Es bedurfte mal wieder den Gang vor das Bundesverfassungsgericht, um unsere „im Namen des Volkes“ urteilenden Spruchkörper daran zu erinnern, dass es im Grundgesetz eine garantierte Meinungsfreiheit gibt. Wenn jemand einen Generalstaatsanwalt als „durchgeknallt“ bezeichnet, muss diese Äußerung jeweils im Kontext geprüft werden, um zu entscheiden, ob sie vom Recht auf freie Meinungsäußerung gedeckt ist oder lediglich eine Beleidigung darstellt.

„Im Kontext auslegen“? Nun ja, das hat man in Karlsruhe oft verlangt. Es soll aber in Hamburg ein durchgeknalltes Gericht geben, das den Kontext ganz gerne mal im Urteil gänzlich unterschlägt. Insbesondere Links scheinen dort kein Kontext zu sein, der entsprechende Entlastung bringen könnte, „da ja nicht jeder Leser den Link anklickt“.
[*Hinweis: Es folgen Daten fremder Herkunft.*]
//! End-to-end CLI integration tests: a temporary Git repository drives
//! the real pipeline commands through the compiled binary.

use std::fs;
use std::path::Path;
use std::process::Command;

use tempfile::TempDir;

fn nyx_bin() -> std::path::PathBuf {
    if let Ok(bin) = std::env::var("CARGO_BIN_EXE_nyx") {
        return std::path::PathBuf::from(bin);
    }

    let workspace_root = Path::new(env!("CARGO_MANIFEST_DIR")).parent().unwrap().parent().unwrap();
    let candidates = [
        workspace_root.join("target/release/nyx"),
        workspace_root.join("target/debug/nyx"),
    ];
    for candidate in &candidates {
        if candidate.exists() {
            return candidate.clone();
        }
    }

    let status = Command::new("cargo")
        .args(["build", "-p", "nyx"])
        .current_dir(workspace_root)
        .status()
        .expect("failed to build nyx binary");
    assert!(status.success(), "failed to build nyx");
    workspace_root.join("target/debug/nyx")
}

fn setup_git_repo() -> TempDir {
    let temp_dir = TempDir::new().expect("failed to create temp dir");
    let dir = temp_dir.path();
    Command::new("git").args(["init"]).current_dir(dir).output().unwrap();
    Command::new("git").args(["config", "user.email", "test@example.com"]).current_dir(dir).output().unwrap();
    Command::new("git").args(["config", "user.name", "Test User"]).current_dir(dir).output().unwrap();
    temp_dir
}

fn git_commit(dir: &Path, message: &str) {
    Command::new("git").args(["add", "."]).current_dir(dir).output().unwrap();
    Command::new("git").args(["commit", "-m", message]).current_dir(dir).output().unwrap();
}

#[test]
fn infer_reports_minor_bump_for_feature_commit() {
    let temp_dir = setup_git_repo();
    let dir = temp_dir.path();

    fs::write(dir.join("README.md"), "hello").unwrap();
    git_commit(dir, "feat: add widget");

    let output = Command::new(nyx_bin()).args(["infer"]).current_dir(dir).output().unwrap();

    assert!(output.status.success(), "infer should succeed: {}", String::from_utf8_lossy(&output.stderr));
    let stdout = String::from_utf8_lossy(&output.stdout);
    assert!(stdout.contains("0.2.0"), "expected inferred version 0.2.0: {stdout}");
    assert!(stdout.contains("bump: minor"), "expected minor bump: {stdout}");
}

#[test]
fn infer_dry_run_does_not_persist_state() {
    let temp_dir = setup_git_repo();
    let dir = temp_dir.path();

    fs::write(dir.join("README.md"), "hello").unwrap();
    git_commit(dir, "fix: patch a bug");

    let output = Command::new(nyx_bin()).args(["--dry-run", "infer"]).current_dir(dir).output().unwrap();

    assert!(output.status.success(), "infer --dry-run should succeed: {}", String::from_utf8_lossy(&output.stderr));
    assert!(!dir.join(".nyx-state.json").exists(), "dry run must not write a state file");
}

#[test]
fn clean_removes_the_state_file() {
    let temp_dir = setup_git_repo();
    let dir = temp_dir.path();

    fs::write(dir.join("README.md"), "hello").unwrap();
    git_commit(dir, "feat: add widget");

    Command::new(nyx_bin()).args(["infer"]).current_dir(dir).output().unwrap();
    assert!(dir.join(".nyx-state.json").exists());

    let output = Command::new(nyx_bin()).args(["clean"]).current_dir(dir).output().unwrap();
    assert!(output.status.success());
    assert!(!dir.join(".nyx-state.json").exists());
}

#[test]
fn breaking_change_triggers_major_bump() {
    let temp_dir = setup_git_repo();
    let dir = temp_dir.path();

    fs::write(dir.join("api.rs"), "// v1").unwrap();
    git_commit(dir, "feat!: breaking API change");

    let output = Command::new(nyx_bin()).args(["infer"]).current_dir(dir).output().unwrap();

    assert!(output.status.success(), "infer should succeed: {}", String::from_utf8_lossy(&output.stderr));
    let stdout = String::from_utf8_lossy(&output.stdout);
    assert!(stdout.contains("bump: major"), "expected major bump: {stdout}");
}

#[test]
fn version_and_help_flags_work() {
    let output = Command::new(nyx_bin()).args(["--version"]).output().unwrap();
    assert!(output.status.success());

    let output = Command::new(nyx_bin()).args(["--help"]).output().unwrap();
    assert!(output.status.success());
    let stdout = String::from_utf8_lossy(&output.stdout);
    assert!(stdout.contains("infer"));
    assert!(stdout.contains("release"));
}
//! The `Infer` command: walks history, matches commits against the
//! active convention, and computes the next version.

use std::collections::HashMap;

use nyx_commit::{Commit, Tag};
use nyx_config::{Configuration, ReleaseType};
use nyx_convention::{match_commit, select_release_type};
use nyx_git::{Repository, WalkControl};
use nyx_template::Template;
use nyx_version::{BumpId, Version};

use crate::context::template_context;
use crate::error::{CoreError, ReleaseError};
use crate::state::State;

pub struct Infer;

impl Infer {
    /// Runs the full inference algorithm (spec §4.8), producing a new
    /// [`State`] or updating a resumed one in place.
    pub fn run(config: &Configuration, repo: &Repository, mut state: State) -> Result<State, CoreError> {
        let branch = repo.current_branch()?;
        let environment: HashMap<String, String> = std::env::vars().collect();

        let release_types = config.release_types.resolve()?;
        let (_name, release_type) = select_release_type(&branch, &environment, release_types)?
            .ok_or(CoreError::Release(ReleaseError::NoMatchingReleaseType))?;

        let (previous_version, previous_version_commit, commits, previous_version_tags) =
            find_previous_version(config, repo, release_type)?;

        let conventions = config.commit_message_conventions.resolve()?;
        let mut significant_commits = Vec::new();
        for commit in &commits {
            if let Some(parsed) = match_commit(&commit.sha, commit.subject(), conventions.iter().copied())? {
                if parsed.is_significant() {
                    significant_commits.push(parsed);
                }
            }
        }

        let bump = effective_bump(config, &significant_commits, release_type);

        let final_commit = commits.first().map(|c| c.sha.clone()).or_else(|| repo.latest_commit().ok());
        let initial_commit = commits
            .last()
            .map(|c| c.sha.clone())
            .or_else(|| previous_version_commit.clone());

        state.release_scope.previous_version = Some(previous_version.clone());
        state.release_scope.previous_version_commit = previous_version_commit;
        state.release_scope.initial_commit = initial_commit;
        state.release_scope.final_commit = final_commit;
        state.release_scope.commits = commits;
        state.release_scope.significant_commits = significant_commits;

        let version = next_version(
            config,
            &state,
            &branch,
            &previous_version,
            &previous_version_tags,
            bump.as_ref(),
            release_type,
        )?;

        if let Some(range) = effective_version_range(&branch, release_type) {
            if config.scheme == nyx_version::Scheme::SemVer {
                let req = semver::VersionReq::parse(&range)
                    .map_err(|_| CoreError::Release(ReleaseError::VersionRangeViolated))?;
                let nyx_version::Version::SemVer(semver_version) = &version else {
                    return Err(CoreError::Release(ReleaseError::VersionRangeViolated));
                };
                if !req.matches(semver_version) {
                    return Err(CoreError::Release(ReleaseError::VersionRangeViolated));
                }
            }
        }

        state.new_version = Some(version != previous_version);
        state.new_release = Some(state.new_version == Some(true) && release_type.publish);
        state.bump = bump;
        state.version = Some(version);

        Ok(state)
    }
}

/// Walks first-parent from `HEAD` looking for the newest commit carrying
/// a tag that both parses under the scheme and passes the release type's
/// version filter (spec §4.8 step 2), collecting every commit visited
/// before that point as the release scope (step 3).
/// Returns `(previousVersion, previousVersionCommit, releaseScope.commits,
/// previousVersionCommit's own tags)`. The tags of the found commit are
/// returned separately (rather than folded into `commits`) since the walk
/// stops *at* that commit without pushing it onto the scope — collapsed
/// versioning's floor scan (`next_version`) still needs to see them.
fn find_previous_version(
    config: &Configuration,
    repo: &Repository,
    release_type: &ReleaseType,
) -> Result<(Version, Option<String>, Vec<Commit>, Vec<Tag>), CoreError> {
    let mut commits = Vec::new();
    let mut found: Option<(Version, String, Vec<Tag>)> = None;

    repo.walk(None, None, |commit| {
        if let Some(version) = best_tagged_version(commit, config, release_type) {
            found = Some((version, commit.sha.clone(), commit.tags.clone()));
            return WalkControl::Stop;
        }
        commits.push(commit.clone());
        WalkControl::Continue
    })?;

    match found {
        Some((version, sha, tags)) => Ok((version, Some(sha), commits, tags)),
        None => {
            let initial = Version::parse(config.scheme, &config.initial_version)?;
            Ok((initial, None, commits, Vec::new()))
        }
    }
}

/// Among the tags on one commit, the highest version that parses under
/// the scheme and passes the release type's filter (ties broken by
/// taking the maximum, per spec §4.8's tie-break rule).
fn best_tagged_version(commit: &Commit, config: &Configuration, release_type: &ReleaseType) -> Option<Version> {
    commit
        .tags
        .iter()
        .filter_map(|tag| candidate_version(&tag.name, config))
        .filter(|version| passes_version_filter(version, release_type))
        .max_by(|a, b| a.compare(b).unwrap_or(std::cmp::Ordering::Equal))
}

fn candidate_version(tag_name: &str, config: &Configuration) -> Option<Version> {
    let stripped = tag_name.strip_prefix(config.release_prefix.as_str()).or_else(|| {
        config
            .release_lenient
            .then(|| tag_name.trim_start_matches(|c: char| !c.is_ascii_digit()))
    })?;
    Version::parse(config.scheme, stripped).ok()
}

/// A release type with `collapsedVersioning` only considers tags that
/// already carry a prerelease qualifier; any other release type only
/// considers plain (non-prerelease) tags, so a mainline release never
/// picks up a branch's prerelease tag as its previous version.
fn passes_version_filter(version: &Version, release_type: &ReleaseType) -> bool {
    has_prerelease(version) == release_type.collapsed_versioning
}

fn has_prerelease(version: &Version) -> bool {
    match version {
        Version::SemVer(v) => !v.pre.is_empty(),
        Version::Maven(v) => v.qualifier.is_some(),
    }
}

/// A pinned `config.bump` wins outright; otherwise the maximum-rank bump
/// among `significant_commits`, or `None` if none matched. The
/// maintenance-vs-collapsed-versioning distinction from spec §4.8 step 5
/// needs no branch here: `next_version` already treats a `None` bump as
/// "keep `previousVersion`" for a non-collapsed release type, and as "mint
/// a new prerelease on the same base" for a collapsed one.
fn effective_bump(
    config: &Configuration,
    significant_commits: &[nyx_commit::ParsedCommit],
    _release_type: &ReleaseType,
) -> Option<BumpId> {
    if let Some(pinned) = &config.bump {
        return Some(pinned.clone());
    }
    significant_commits
        .iter()
        .filter_map(|c| c.bump.as_deref())
        .map(|id| id.parse::<BumpId>().expect("BumpId::from_str is infallible"))
        .reduce(BumpId::max)
}

/// Derives the effective `versionRange` for the check in `Infer::run`:
/// a literal `release_type.version_range`, or — when
/// `version_range_from_branch_name` is set — a range derived from a
/// maintenance-style branch name (`1.2.x` -> `>=1.2.0, <1.3.0`; `1.x` ->
/// `>=1.0.0, <2.0.0`), falling back to the literal range if the branch
/// name doesn't fit either shape.
fn effective_version_range(branch: &str, release_type: &ReleaseType) -> Option<String> {
    if release_type.version_range_from_branch_name {
        if let Some(derived) = version_range_from_branch_name(branch) {
            return Some(derived);
        }
    }
    release_type.version_range.clone()
}

fn version_range_from_branch_name(branch: &str) -> Option<String> {
    let parts: Vec<&str> = branch.split('.').collect();
    match parts.as_slice() {
        [major, minor, "x"] => {
            let major: u64 = major.parse().ok()?;
            let minor: u64 = minor.parse().ok()?;
            Some(format!(">={major}.{minor}.0, <{major}.{}.0", minor + 1))
        }
        [major, "x"] => {
            let major: u64 = major.parse().ok()?;
            Some(format!(">={major}.0.0, <{}.0.0", major + 1))
        }
        _ => None,
    }
}

fn next_version(
    config: &Configuration,
    state: &State,
    branch: &str,
    previous_version: &Version,
    previous_version_tags: &[Tag],
    bump: Option<&BumpId>,
    release_type: &ReleaseType,
) -> Result<Version, CoreError> {
    if let Some(override_version) = &config.version {
        return Ok(Version::parse(config.scheme, override_version)?);
    }

    // Under collapsed versioning, `previousVersion` is itself already a
    // `<base>-<qualifier>.<n>` tag once one exists (`passes_version_filter`
    // only accepts prerelease tags for these release types): the base stays
    // put and only the qualifier counter advances (glossary: "Collapsed
    // versioning"). `bump` only establishes a fresh base the first time,
    // when there is no prior prerelease tag to anchor to.
    let base = if release_type.collapsed_versioning && has_prerelease(previous_version) {
        previous_version.base()
    } else {
        match bump {
            Some(id) => previous_version.bump(id)?,
            None => previous_version.clone(),
        }
    };

    if !release_type.collapsed_versioning {
        return Ok(base);
    }

    let qualifier_template = release_type.collapsed_version_qualifier.as_deref().unwrap_or("rc");
    let context = template_context(state, branch);
    let qualifier = Template::parse(qualifier_template)?.render(&context);

    let floor = previous_version_tags
        .iter()
        .chain(state.release_scope.commits.iter().flat_map(|c| c.tags.iter()))
        .filter_map(|tag| candidate_version(&tag.name, config))
        .filter_map(|v| v.prerelease_counter(&qualifier))
        .max()
        .map_or(1, |n| n + 1);

    base.with_prerelease(&qualifier, floor).map_err(CoreError::from)
}
//! Commit message convention definitions (the configuration-side view; the
//! matching engine lives in `nyx-convention`).

use serde::{Deserialize, Serialize};

/// One `{bump-id -> regex}` rule, kept as a struct rather than a map entry
/// so that declaration order survives JSON/YAML round-trips (a `HashMap`
/// would not).
#[derive(Debug, Clone, PartialEq, Eq, Serialize, Deserialize)]
pub struct BumpExpression {
    pub id: String,
    pub expression: String,
}

/// A named commit-message convention: a primary regex capturing at least
/// `type` and `breaking`, and an ordered list of bump expressions evaluated
/// against its capture groups.
#[derive(Debug, Clone, PartialEq, Eq, Serialize, Deserialize)]
#[serde(rename_all = "camelCase")]
pub struct CommitMessageConvention {
    pub expression: String,
    #[serde(default)]
    pub bump_expressions: Vec<BumpExpression>,
}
Vorsicht: Wenn sich hinter einem Link Schändliches verbirgt, dann wird sehr wohl zugerechnet.

25. Juni 2009

Prof. Hoeren: „Wir haben es mit bestochenen Abgeordneten und mit bestochenen Gutachtern zu tun…“

1996 bin ich Prof. Hoeren das erste mal begegnet. Mit seinem späteren Institutspartner Prof. Holznagel hatte er damals an der Uni Münster eine sehr weitsichtige Podiumsdiskussion zur Freiheit im Internet und den sich abzeichnenden Problemen organisiert. Auch der Strafrechtler Prof. Welp war dabei. War damals Internet noch eher eine Domäne von NERDs und Studenten, haben sich die damaligen Visionen erfüllt – auch hinsichtlich des Konfliktpotentials.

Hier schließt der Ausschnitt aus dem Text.